A garota japonesa olhou para mim com desaprovação no olhar e eu levantei os ombros. Podia ser qualquer um e eu estava determinada a fazer o necessário para esconder o nosso segredo.

–Agora que o time está reunido – eu comecei – devíamos aproveitar a nossa chance para recuperar os livros que roubamos.

Katherina não falou nada, apenas levantou e continuou andando. Olhei para Ren e foi a vez dela de levantar os ombros. Andamos por mais cinquenta ou sessenta metros, era difícil medir distâncias quando não se tinha um referencial e eu tinha a impressão que as medidas nessa caverna não funcionavam como no mundo real.

Os quatro livros estavam onde havíamos deixado, ou melhor, jogado.
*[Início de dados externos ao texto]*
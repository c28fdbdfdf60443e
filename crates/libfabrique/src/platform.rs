//! Path manipulation helpers for build-graph files.
//!
//! Fabrique paths are plain forward-slash strings: they name files in build
//! descriptions and backend output, and are never required to exist on the
//! host filesystem during evaluation.

/// Joins two path components, ignoring empty ones.
pub fn join_path(a: &str, b: &str) -> String {
    if a.is_empty() {
        return b.to_string();
    }
    if b.is_empty() {
        return a.to_string();
    }
    format!("{}/{}", a.trim_end_matches('/'), b)
}

/// Joins any number of path components.
pub fn join_paths<'a>(components: impl IntoIterator<Item = &'a str>) -> String {
    components
        .into_iter()
        .fold(String::new(), |acc, c| join_path(&acc, c))
}

pub fn path_is_absolute(path: &str) -> bool {
    path.starts_with('/')
}

/// The directory part of a path, or the empty string if there is none.
pub fn directory_of(path: &str) -> String {
    match path.rfind('/') {
        Some(0) => "/".to_string(),
        Some(i) => path[..i].to_string(),
        None => String::new(),
    }
}

/// The final component of a path.
pub fn filename_component(path: &str) -> String {
    match path.rfind('/') {
        Some(i) => path[i + 1..].to_string(),
        None => path.to_string(),
    }
}

/// The filename without its extension.
pub fn base_name(filename: &str) -> String {
    let name = filename_component(filename);
    match name.rfind('.') {
        Some(0) | None => name,
        Some(i) => name[..i].to_string(),
    }
}

/// The extension of a filename, without the dot.
pub fn file_extension(filename: &str) -> String {
    let name = filename_component(filename);
    match name.rfind('.') {
        Some(0) | None => String::new(),
        Some(i) => name[i + 1..].to_string(),
    }
}

/// A shell command that creates a directory if it does not already exist.
pub fn create_dir_command(directory: &str) -> String {
    format!("if [ ! -e \"{directory}\" ]; then mkdir -p \"{directory}\"; fi")
}

#[cfg(test)]
mod tests {
    use super::*;

    #[test]
    fn join() {
        assert_eq!(join_path("a", "b"), "a/b");
        assert_eq!(join_path("", "b"), "b");
        assert_eq!(join_path("a", ""), "a");
        assert_eq!(join_path("a/", "b"), "a/b");
    }

    #[test]
    fn components() {
        assert_eq!(directory_of("a/b/c.o"), "a/b");
        assert_eq!(directory_of("c.o"), "");
        assert_eq!(filename_component("a/b/c.o"), "c.o");
        assert_eq!(base_name("a/b/c.tar"), "c");
        assert_eq!(file_extension("c.tar"), "tar");
        assert_eq!(file_extension("Makefile"), "");
        assert_eq!(base_name(".hidden"), ".hidden");
    }

    #[test]
    fn absolute() {
        assert!(path_is_absolute("/usr/bin"));
        assert!(!path_is_absolute("usr/bin"));
    }
}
Me abaixei e peguei o livro de tecido, com mais tempo, pude perceber que o tecido era veludo, algo extremamente raro na época que o livro foi feito e isso só podia significar uma coisa...

–Esse livro é importante – levantei o livro vermelho e me abaixei para pegar o próximo.
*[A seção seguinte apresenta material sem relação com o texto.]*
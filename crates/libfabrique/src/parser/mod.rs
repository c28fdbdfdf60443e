//! The nom parser for the Fabrique language.
//!
//! The grammar is line-oriented only in the sense that `#` comments run to
//! end of line; otherwise whitespace is free. A file is a sequence of
//! `name = expr;` definitions. Expression parsing lives in
//! [`expression`], type syntax in [`types`].

mod expression;
mod types;

use nom::branch::alt;
use nom::character::complete::{char, satisfy};
use nom::bytes::complete::{tag, take_while, take_while1};
use nom::combinator::{eof, not, opt, recognize, verify};
use nom::error::context;
use nom::multi::many0;
use nom::sequence::{pair, preceded, terminated};
use nom::{IResult, Parser};

use crate::ast::{FileAst, ValueAst};
use crate::nom_tools::{cleanup, NomSpan, Span, State};

pub(crate) use expression::expression;
pub(crate) use types::type_reference;

/// Error type for Fabrique parsing: nom's verbose error over located
/// spans, so syntax errors keep their positions and context labels.
pub type FabParserError<'base> = nom_language::error::VerboseError<NomSpan<'base>>;

/// Words that can never be value names.
pub(crate) static KEYWORDS: &[&str] = &[
    "true", "false", "if", "else", "foreach", "function", "action", "files", "record", "type",
    "and", "or", "xor", "not",
];

/// Parses a whole source file into an AST.
pub fn parse(state: &State) -> IResult<NomSpan<'_>, FileAst, FabParserError<'_>> {
    let input = NomSpan::new_extra(state.file.code(), state.clone());
    parse_file(input)
}

fn parse_file(input: NomSpan<'_>) -> IResult<NomSpan<'_>, FileAst, FabParserError<'_>> {
    let file = input.extra.file.clone();

    let (input, values) = many0(cleanup(value_definition)).parse(input)?;
    let (input, _) = context("expected value definition", cleanup(eof)).parse(input)?;

    Ok((input, FileAst { file, values }))
}

/// One `name = expr;` or `name: type = expr;` definition.
pub(crate) fn value_definition(
    input: NomSpan<'_>,
) -> IResult<NomSpan<'_>, ValueAst, FabParserError<'_>> {
    let (input, name) = identifier(input)?;
    let (input, explicit_type) = opt(preceded(cleanup(char(':')), type_reference)).parse(input)?;
    let (input, _) = context("expected '='", cleanup(assignment)).parse(input)?;
    let (input, value) = context("expected expression", cleanup(expression)).parse(input)?;
    let (input, _) = context("expected ';'", cleanup(char(';'))).parse(input)?;

    Ok((
        input,
        ValueAst {
            name,
            explicit_type,
            value,
        },
    ))
}

/// `=` that is not the start of `==`.
pub(crate) fn assignment(input: NomSpan<'_>) -> IResult<NomSpan<'_>, char, FabParserError<'_>> {
    terminated(char('='), not(char('='))).parse(input)
}

/// A bare word: letters, digits and underscores, not starting with a
/// digit. Keywords are not excluded here; use [`identifier`] for names.
pub(crate) fn word(input: NomSpan<'_>) -> IResult<NomSpan<'_>, Span, FabParserError<'_>> {
    let (input, fragment) = recognize(pair(
        satisfy(|c: char| c.is_ascii_alphabetic() || c == '_'),
        take_while(|c: char| c.is_ascii_alphanumeric() || c == '_'),
    ))
    .parse(input)?;

    Ok((input, fragment.into()))
}

/// A name: a word that is not a keyword.
pub(crate) fn identifier(input: NomSpan<'_>) -> IResult<NomSpan<'_>, Span, FabParserError<'_>> {
    verify(word, |span: &Span| !KEYWORDS.contains(&span.text.as_str())).parse(input)
}

/// Matches a keyword with a word boundary after it.
pub(crate) fn keyword<'base>(
    kw: &'static str,
) -> impl Parser<NomSpan<'base>, Output = NomSpan<'base>, Error = FabParserError<'base>> {
    terminated(
        tag(kw),
        not(satisfy(|c: char| c.is_ascii_alphanumeric() || c == '_')),
    )
}

/// A filename literal, as used inside `files(...)`.
pub(crate) fn filename_literal(
    input: NomSpan<'_>,
) -> IResult<NomSpan<'_>, Span, FabParserError<'_>> {
    let (input, fragment) =
        take_while1(|c: char| c.is_ascii_alphanumeric() || "._/-+".contains(c)).parse(input)?;

    Ok((input, fragment.into()))
}

/// A string literal: single- or double-quoted, no escapes.
pub(crate) fn string_literal(
    input: NomSpan<'_>,
) -> IResult<NomSpan<'_>, Span, FabParserError<'_>> {
    let single = nom::sequence::delimited(
        char('\''),
        nom::bytes::complete::take_till(|c| c == '\''),
        char('\''),
    );
    let double = nom::sequence::delimited(
        char('"'),
        nom::bytes::complete::take_till(|c| c == '"'),
        char('"'),
    );

    let (input, fragment) = alt((single, double)).parse(input)?;
    Ok((input, fragment.into()))
}

#[cfg(test)]
mod tests {
    use super::*;
    use crate::file::SourceFile;

    fn state(code: &str) -> State {
        State::new(SourceFile::new("test.fab", code))
    }

    #[test]
    fn parses_empty_file() {
        let state = state("# nothing but a comment\n");
        let (_, ast) = parse(&state).unwrap();
        assert!(ast.values.is_empty());
    }

    #[test]
    fn parses_definitions() {
        let state = state("x = 1;\ny = 'hello';\nz: bool = true;\n");
        let (_, ast) = parse(&state).unwrap();
        assert_eq!(ast.values.len(), 3);
        assert_eq!(ast.values[0].name.text, "x");
        assert_eq!(ast.values[2].name.text, "z");
        assert!(ast.values[2].explicit_type.is_some());
    }

    #[test]
    fn rejects_keyword_names() {
        let state = state("foreach = 1;");
        assert!(parse(&state).is_err());
    }
}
–Como você sabe? – Ren perguntou, parecia duvidar das minhas habilidades

–Ele é feito de veludo, uma coisa cara e difícil de achar, principalmente na época em que esse livro foi feito – dei de ombros – se tivesse que adivinhar, diria que esse livro é um livro de registros, era uma prática comum entre os ricos do século XIV, eles mantinham registros das famílias mais importantes da região.
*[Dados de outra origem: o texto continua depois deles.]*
#[cfg(test)]
mod tests {
    use pretty_assertions::assert_eq;
    use rstest::rstest;

    use super::*;

    #[test]
    fn interning_is_referential() {
        let mut ctx = TypeContext::new();
        let a = ctx.list_of(ctx.nil_type());
        let nil = ctx.nil_type();
        let b = ctx.list_of(nil);
        assert_eq!(a, b);

        let int = ctx.integer_type();
        let r1 = ctx.record_type(vec![("a".to_string(), int)]);
        let r2 = ctx.record_type(vec![("a".to_string(), int)]);
        assert_eq!(r1, r2);
    }

    #[test]
    fn nil_is_subtype_of_everything() {
        let mut ctx = TypeContext::new();
        let int = ctx.integer_type();
        let file_list = ctx.file_list_type();
        assert!(ctx.is_subtype(TypeId::NIL, int));
        assert!(ctx.is_subtype(TypeId::NIL, file_list));

        // Nil also accepts anything, so wildcard parameters type-check.
        assert!(ctx.is_subtype(int, TypeId::NIL));
        assert_eq!(ctx.supertype(int, TypeId::NIL), int);
        assert_eq!(ctx.supertype(TypeId::NIL, int), int);
    }

    #[test]
    fn file_tag_subtyping() {
        let mut ctx = TypeContext::new();
        let file = ctx.file_type();
        let input = ctx.input_file_type();
        let output = ctx.output_file_type();

        assert!(ctx.is_subtype(file, input));
        assert!(ctx.is_subtype(file, output));
        assert!(!ctx.is_subtype(input, output));
        assert!(!ctx.is_subtype(output, input));
        assert!(!ctx.is_subtype(input, file));
    }

    #[test]
    fn empty_list_is_subtype_of_any_list() {
        let mut ctx = TypeContext::new();
        let empty = ctx.empty_list_type();
        let int = ctx.integer_type();
        let ints = ctx.list_of(int);
        let files = ctx.file_list_type();

        assert!(ctx.is_subtype(empty, ints));
        assert!(ctx.is_subtype(empty, files));
    }

    #[test]
    fn function_variance() {
        let mut ctx = TypeContext::new();
        let file = ctx.file_type();
        let input = ctx.input_file_type();
        let int = ctx.integer_type();

        // (file[in]) => int  ≤  (file) => int : parameters are contravariant
        // and any plain file can be passed where file[in] is expected.
        let wide = ctx.function_type(vec![input], int);
        let narrow = ctx.function_type(vec![file], int);
        assert!(ctx.is_subtype(narrow, wide));
        assert!(!ctx.is_subtype(wide, narrow));

        // Results are covariant.
        let empty = ctx.empty_list_type();
        let ints = ctx.list_of(int);
        let returns_empty = ctx.function_type(vec![int], empty);
        let returns_ints = ctx.function_type(vec![int], ints);
        assert!(ctx.is_subtype(returns_empty, returns_ints));
    }

    #[test]
    fn record_width_subtyping() {
        let mut ctx = TypeContext::new();
        let int = ctx.integer_type();
        let wide = ctx.record_type(vec![("a".to_string(), int), ("b".to_string(), int)]);
        let narrow = ctx.record_type(vec![("a".to_string(), int)]);
        let empty = ctx.record_type(vec![]);

        assert!(ctx.is_subtype(wide, narrow));
        assert!(!ctx.is_subtype(narrow, wide));
        assert!(ctx.is_subtype(wide, empty));
        assert!(ctx.is_subtype(narrow, empty));
    }

    #[test]
    fn record_supertype_is_row_intersection() {
        let mut ctx = TypeContext::new();
        let int = ctx.integer_type();
        let string = ctx.string_type();
        let a = ctx.record_type(vec![("x".to_string(), int), ("y".to_string(), string)]);
        let b = ctx.record_type(vec![("y".to_string(), string), ("z".to_string(), int)]);

        let join = ctx.supertype(a, b);
        assert_eq!(
            ctx.kind(join),
            &TypeKind::Record(vec![("y".to_string(), string)])
        );
    }

    /// supertype(a, b) laws: commutative, idempotent, and an upper bound.
    #[rstest]
    #[case::identical("int", "int")]
    #[case::file_tags("file", "file[in]")]
    #[case::lists("list[file]", "list[file[in]]")]
    #[case::unrelated("int", "string")]
    fn supertype_laws(#[case] left: &str, #[case] right: &str) {
        let mut ctx = TypeContext::new();
        let a = parse_type(&mut ctx, left);
        let b = parse_type(&mut ctx, right);

        assert_eq!(ctx.supertype(a, a), a);
        assert_eq!(ctx.supertype(a, b), ctx.supertype(b, a));

        let join = ctx.supertype(a, b);
        if join.valid() {
            assert!(ctx.is_subtype(a, join));
            assert!(ctx.is_subtype(b, join));
        }
    }

    fn parse_type(ctx: &mut TypeContext, name: &str) -> TypeId {
        match name {
            "int" => ctx.integer_type(),
            "string" => ctx.string_type(),
            "file" => ctx.file_type(),
            "file[in]" => ctx.input_file_type(),
            "list[file]" => ctx.file_list_type(),
            "list[file[in]]" => {
                let input = ctx.input_file_type();
                ctx.list_of(input)
            }
            _ => unreachable!("unknown test type {name}"),
        }
    }

    #[test]
    fn operator_result_types() {
        let mut ctx = TypeContext::new();
        let int = ctx.integer_type();
        let string = ctx.string_type();
        let file = ctx.file_type();
        let strings = ctx.list_of(string);

        assert_eq!(ctx.on_add_to(int, int), int);
        assert_eq!(ctx.on_multiply(int, int), int);
        assert_eq!(ctx.on_add_to(string, string), string);
        assert_eq!(ctx.on_add_to(file, string), file);
        assert_eq!(ctx.on_prefix_with(file, string), file);
        assert_eq!(ctx.on_add_to(strings, strings), strings);
        assert_eq!(ctx.on_add_to(strings, string), strings);
        assert_eq!(ctx.on_prefix_with(strings, string), strings);

        assert_eq!(ctx.on_add_to(int, string), TypeId::NIL);
        assert_eq!(ctx.on_multiply(string, string), TypeId::NIL);
    }

    #[test]
    fn find_parameterises_on_demand() {
        let mut ctx = TypeContext::new();
        let int = ctx.integer_type();
        let found = ctx.find("list", &[int]);
        let expected = ctx.list_of(int);
        assert_eq!(found, expected);

        let tag = ctx.find("in", &[]);
        let found = ctx.find("file", &[tag]);
        let expected = ctx.input_file_type();
        assert_eq!(found, expected);

        assert_eq!(ctx.find("no_such_type", &[]), TypeId::NIL);
    }

    #[test]
    fn invalid_file_tag_is_an_error() {
        let mut ctx = TypeContext::new();
        let int = ctx.integer_type();
        let result = ctx.parameterise("file", &[int], &SpanInfo::none());
        assert!(matches!(result, Err(FabError::InvalidFileTag(_))));
    }
}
–Isso significa que a família do brasão era uma família da nobreza?

–Não necessariamente, as coisas ficariam muito fáceis, se eles fossem não seria difícil achar mais registros ou até mesmo os descendentes. Apesar de que podemos ir para a biblioteca e ver se achamos alguma coisa.

–O que você acha desse? – Ren me passou o próximo livro, com capa de couro e alguns detalhes em dourado. O “S” estilizado da nossa tatuagem estava na capa.

Passei o dedo pelo brasão, ele estava em relevo em relação ao resto da capa e era feito de um metal, muito provavelmente ouro. Apesar de todo o tempo decorrido, o brasão brilhava como novo. Abri em uma página aleatória e comecei a folhear. A escrita era difícil, um inglês arcaico e a caligrafia parecia apressada.

–A maioria das folhas esta datada, eu diria que isso é um diário – tentei ler uma página, tinham palavras riscadas e as vezes um parágrafo inteiro, o ano escrito no topo da página era 1315, mas o dia e o mês estavam rabiscados e era impossível ler – eu não consigo entender o que está escrito, podemos procurar na internet ou pedir ajuda para alguém, esse inglês é antigo demais, até mesmo para mim.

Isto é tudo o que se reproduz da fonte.